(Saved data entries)
-.-.-

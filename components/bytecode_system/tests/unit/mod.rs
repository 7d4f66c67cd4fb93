//! Unit test entry point for bytecode_system

mod test_chunk;
mod test_instruction;
mod test_opcode;
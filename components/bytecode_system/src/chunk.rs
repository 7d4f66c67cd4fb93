//! Bytecode chunk - compiled bytecode container
//!
//! Contains instructions, constants, and metadata for one function.

use std::fmt;

use serde::{Deserialize, Serialize};

use crate::constant::Constant;
use crate::instruction::{Instruction, SourcePosition};
use crate::loops::{find_loops, LoopRange};
use crate::opcode::{Opcode, RegisterId};
use crate::verifier::{self, VerifyError};

/// A compiled bytecode chunk containing instructions and constants
///
/// # Examples
///
/// ```
/// use bytecode_system::{BytecodeChunk, Opcode, RegisterId};
///
/// let mut chunk = BytecodeChunk::new("answer");
/// chunk.register_count = 1;
/// chunk.emit(Opcode::LoadInt { dst: RegisterId(0), value: 42 });
/// chunk.emit(Opcode::Return { src: RegisterId(0) });
///
/// assert!(chunk.verify().is_ok());
/// let text = chunk.to_json().unwrap();
/// assert_eq!(BytecodeChunk::from_json(&text).unwrap(), chunk);
/// ```
#[derive(Debug, Clone, PartialEq, Serialize, Deserialize)]
pub struct BytecodeChunk {
    /// Function name, used in traces and JIT diagnostics
    #[serde(default = "default_name")]
    pub name: String,
    /// Sequence of bytecode instructions
    pub instructions: Vec<Instruction>,
    /// Constant pool for literal values and names
    #[serde(default)]
    pub constants: Vec<Constant>,
    /// Number of registers needed for execution
    pub register_count: u32,
    /// Number of parameters; arguments arrive in registers `0..param_count`
    #[serde(default)]
    pub param_count: u32,
    /// Nested function bytecode chunks
    #[serde(default)]
    pub nested_functions: Vec<BytecodeChunk>,
}

fn default_name() -> String {
    "<module>".to_string()
}

impl BytecodeChunk {
    /// Create a new empty bytecode chunk
    pub fn new(name: impl Into<String>) -> Self {
        Self {
            name: name.into(),
            instructions: Vec::new(),
            constants: Vec::new(),
            register_count: 0,
            param_count: 0,
            nested_functions: Vec::new(),
        }
    }

    /// Set the register and parameter counts
    pub fn with_registers(mut self, register_count: u32, param_count: u32) -> Self {
        self.register_count = register_count;
        self.param_count = param_count;
        self
    }

    /// Get a reference to nested functions
    pub fn nested_functions(&self) -> &[BytecodeChunk] {
        &self.nested_functions
    }

    /// Add a nested function and return its index
    pub fn add_nested_function(&mut self, chunk: BytecodeChunk) -> u32 {
        let idx = self.nested_functions.len();
        self.nested_functions.push(chunk);
        idx as u32
    }

    /// Emit an instruction without source position, returning its address
    pub fn emit(&mut self, opcode: Opcode) -> usize {
        self.instructions.push(Instruction::new(opcode));
        self.instructions.len() - 1
    }

    /// Emit an instruction with source position, returning its address
    pub fn emit_with_position(&mut self, opcode: Opcode, position: SourcePosition) -> usize {
        self.instructions
            .push(Instruction::with_position(opcode, position));
        self.instructions.len() - 1
    }

    /// Address the next emitted instruction will have
    pub fn next_pc(&self) -> u32 {
        self.instructions.len() as u32
    }

    /// Point the jump, `ForIter` exit or `PushTry` handler at `at` to `target`
    ///
    /// Returns `false` if the instruction at `at` has no target.
    pub fn patch_target(&mut self, at: usize, new_target: u32) -> bool {
        let Some(inst) = self.instructions.get_mut(at) else {
            return false;
        };
        match &mut inst.opcode {
            Opcode::Jump { target }
            | Opcode::JumpIfTrue { target, .. }
            | Opcode::JumpIfFalse { target, .. } => *target = new_target,
            Opcode::ForIter { exit, .. } => *exit = new_target,
            Opcode::PushTry { handler, .. } => *handler = new_target,
            _ => return false,
        }
        true
    }

    /// Add a constant to the constant pool and return its index
    pub fn add_constant(&mut self, value: Constant) -> u32 {
        let idx = self.constants.len();
        self.constants.push(value);
        idx as u32
    }

    /// Index of a string constant used as a name, adding it once
    pub fn add_name(&mut self, name: &str) -> u32 {
        match self.constants.iter().position(|c| c.as_str() == Some(name)) {
            Some(idx) => idx as u32,
            None => self.add_constant(Constant::Str(name.to_string())),
        }
    }

    /// Name stored at constant index `idx`
    pub fn name_at(&self, idx: u32) -> Option<&str> {
        self.constants.get(idx as usize).and_then(Constant::as_str)
    }

    /// Get the number of instructions
    pub fn instruction_count(&self) -> usize {
        self.instructions.len()
    }

    /// Get the number of constants
    pub fn constant_count(&self) -> usize {
        self.constants.len()
    }

    /// Check operand validity for this chunk and all nested chunks
    pub fn verify(&self) -> Result<(), VerifyError> {
        verifier::verify(self)
    }

    /// Loops in this chunk, ordered by header address
    pub fn loops(&self) -> Vec<LoopRange> {
        find_loops(self)
    }

    /// Serialize chunk to JSON
    pub fn to_json(&self) -> Result<String, serde_json::Error> {
        serde_json::to_string_pretty(self)
    }

    /// Deserialize chunk from JSON
    pub fn from_json(text: &str) -> Result<Self, serde_json::Error> {
        serde_json::from_str(text)
    }

    fn fmt_operands(&self, op: &Opcode) -> String {
        let r = |reg: RegisterId| format!("r{}", reg.0);
        let range = |start: RegisterId, count: u32| {
            if count == 0 {
                "()".to_string()
            } else {
                format!("r{}..r{}", start.0, start.0 + count - 1)
            }
        };
        let name = |idx: u32| match self.name_at(idx) {
            Some(n) => n.to_string(),
            None => format!("#{}", idx),
        };
        match *op {
            Opcode::LoadConst { dst, index } => match self.constants.get(index as usize) {
                Some(c) => format!("{}, {}", r(dst), c),
                None => format!("{}, #{}", r(dst), index),
            },
            Opcode::LoadInt { dst, value } => format!("{}, {}", r(dst), value),
            Opcode::LoadBool { dst, value } => format!("{}, {}", r(dst), value),
            Opcode::LoadNone { dst } => r(dst),
            Opcode::MoveReg { dst, src } => format!("{}, {}", r(dst), r(src)),
            Opcode::LoadGlobal { dst, name: n } => format!("{}, {}", r(dst), name(n)),
            Opcode::StoreGlobal { name: n, src } => format!("{}, {}", name(n), r(src)),
            Opcode::Binary { op, dst, lhs, rhs } => {
                format!("{} = {} {} {}", r(dst), r(lhs), op.symbol(), r(rhs))
            }
            Opcode::Compare { op, dst, lhs, rhs } => {
                format!("{} = {} {} {}", r(dst), r(lhs), op.symbol(), r(rhs))
            }
            Opcode::Unary { op, dst, src } => format!("{} = {:?} {}", r(dst), op, r(src)),
            Opcode::FastIntAdd { dst, lhs, rhs }
            | Opcode::FastIntSub { dst, lhs, rhs }
            | Opcode::FastIntMul { dst, lhs, rhs }
            | Opcode::FastIntLt { dst, lhs, rhs }
            | Opcode::FastFloatAdd { dst, lhs, rhs }
            | Opcode::FastFloatSub { dst, lhs, rhs }
            | Opcode::FastFloatMul { dst, lhs, rhs }
            | Opcode::FastFloatDiv { dst, lhs, rhs } => {
                format!("{}, {}, {}", r(dst), r(lhs), r(rhs))
            }
            Opcode::IncLocal { reg } | Opcode::DecLocal { reg } => r(reg),
            Opcode::LoadAddStore { reg, src }
            | Opcode::LoadSubStore { reg, src }
            | Opcode::LoadMulStore { reg, src }
            | Opcode::LoadDivStore { reg, src } => format!("{}, {}", r(reg), r(src)),
            Opcode::Jump { target } => format!("-> {}", target),
            Opcode::JumpIfTrue { cond, target } | Opcode::JumpIfFalse { cond, target } => {
                format!("{} -> {}", r(cond), target)
            }
            Opcode::Return { src } | Opcode::Raise { src } => r(src),
            Opcode::ReturnNone | Opcode::Nop | Opcode::PopTry => String::new(),
            Opcode::BuildList { dst, start, count }
            | Opcode::BuildTuple { dst, start, count }
            | Opcode::BuildSet { dst, start, count }
            | Opcode::BuildString { dst, start, count } => {
                format!("{}, {}", r(dst), range(start, count))
            }
            Opcode::BuildDict { dst, start, count } => {
                format!("{}, {}", r(dst), range(start, count.saturating_mul(2)))
            }
            Opcode::GetItem { dst, container, key } => {
                format!("{} = {}[{}]", r(dst), r(container), r(key))
            }
            Opcode::SetItem { container, key, src } => {
                format!("{}[{}] = {}", r(container), r(key), r(src))
            }
            Opcode::Slice { dst, container, start, stop } => {
                format!("{} = {}[{}:{}]", r(dst), r(container), r(start), r(stop))
            }
            Opcode::Append { list, src } => format!("{}, {}", r(list), r(src)),
            Opcode::Len { dst, src } | Opcode::GetIter { dst, src } => {
                format!("{}, {}", r(dst), r(src))
            }
            Opcode::ForIter { dst, iter, exit } => {
                format!("{}, {} else -> {}", r(dst), r(iter), exit)
            }
            Opcode::GetAttr { dst, obj, name: n } => format!("{} = {}.{}", r(dst), r(obj), name(n)),
            Opcode::SetAttr { obj, name: n, src } => format!("{}.{} = {}", r(obj), name(n), r(src)),
            Opcode::CallMethod { dst, obj, name: n, args, argc } => format!(
                "{} = {}.{}({})",
                r(dst),
                r(obj),
                name(n),
                range(args, argc)
            ),
            Opcode::Call { dst, callee, args, argc } => {
                format!("{} = {}({})", r(dst), r(callee), range(args, argc))
            }
            Opcode::MakeFunction { dst, function } => {
                let fname = self
                    .nested_functions
                    .get(function as usize)
                    .map(|f| f.name.as_str())
                    .unwrap_or("?");
                format!("{}, <{}>", r(dst), fname)
            }
            Opcode::MakeClass { dst, name: n, namespace, base } => match base {
                Some(b) => format!("{}, {}({}), {}", r(dst), name(n), r(b), r(namespace)),
                None => format!("{}, {}, {}", r(dst), name(n), r(namespace)),
            },
            Opcode::PushTry { handler, dst } => format!("{} -> {}", r(dst), handler),
        }
    }
}

impl Default for BytecodeChunk {
    fn default() -> Self {
        Self::new(default_name())
    }
}

impl fmt::Display for BytecodeChunk {
    fn fmt(&self, f: &mut fmt::Formatter<'_>) -> fmt::Result {
        writeln!(
            f,
            "function {} (params {}, registers {})",
            self.name, self.param_count, self.register_count
        )?;
        if !self.constants.is_empty() {
            writeln!(f, "  constants:")?;
            for (idx, c) in self.constants.iter().enumerate() {
                writeln!(f, "    #{:<3} {}", idx, c)?;
            }
        }
        let headers: Vec<usize> = self.loops().iter().map(|l| l.header).collect();
        for (pc, inst) in self.instructions.iter().enumerate() {
            let marker = if headers.contains(&pc) { ">>" } else { "  " };
            let operands = self.fmt_operands(&inst.opcode);
            writeln!(
                f,
                "  {}{:>4}  {:<14}{}",
                marker,
                pc,
                inst.opcode.mnemonic(),
                operands
            )?;
        }
        for nested in &self.nested_functions {
            writeln!(f)?;
            write!(f, "{}", nested)?;
        }
        Ok(())
    }
}

#[cfg(test)]
mod tests {
    use super::*;

    #[test]
    fn test_add_name_dedupes() {
        let mut chunk = BytecodeChunk::new("main");
        let a = chunk.add_name("print");
        let b = chunk.add_name("print");
        let c = chunk.add_name("len");
        assert_eq!(a, b);
        assert_ne!(a, c);
        assert_eq!(chunk.name_at(c), Some("len"));
    }

    #[test]
    fn test_patch_target() {
        let mut chunk = BytecodeChunk::new("main");
        let at = chunk.emit(Opcode::Jump { target: 0 });
        chunk.emit(Opcode::ReturnNone);
        assert!(chunk.patch_target(at, 1));
        assert_eq!(chunk.instructions[at].opcode, Opcode::Jump { target: 1 });
        assert!(!chunk.patch_target(1, 0));
    }

    #[test]
    fn test_disassembly_marks_loop_headers() {
        let mut chunk = BytecodeChunk::new("spin").with_registers(1, 0);
        chunk.emit(Opcode::LoadInt { dst: RegisterId(0), value: 3 });
        chunk.emit(Opcode::DecLocal { reg: RegisterId(0) });
        chunk.emit(Opcode::JumpIfTrue { cond: RegisterId(0), target: 1 });
        chunk.emit(Opcode::ReturnNone);
        let text = chunk.to_string();
        assert!(text.contains("function spin (params 0, registers 1)"));
        assert!(text.contains(">>   1  dec"));
        assert!(text.contains("jump_if_true  r0 -> 1"));
    }

    #[test]
    fn test_json_defaults() {
        let chunk = BytecodeChunk::from_json(
            r#"{"instructions":["ReturnNone"],"register_count":0}"#,
        )
        .unwrap();
        assert_eq!(chunk.name, "<module>");
        assert_eq!(chunk.param_count, 0);
        assert!(chunk.constants.is_empty());
    }
}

-.-.-

About this exercise => Could you find each line in the entries that contains the string "marker" and copy it?

Exercise solution =>
            let marker = if headers.contains(&pc) { ">>" } else { "  " };
                marker,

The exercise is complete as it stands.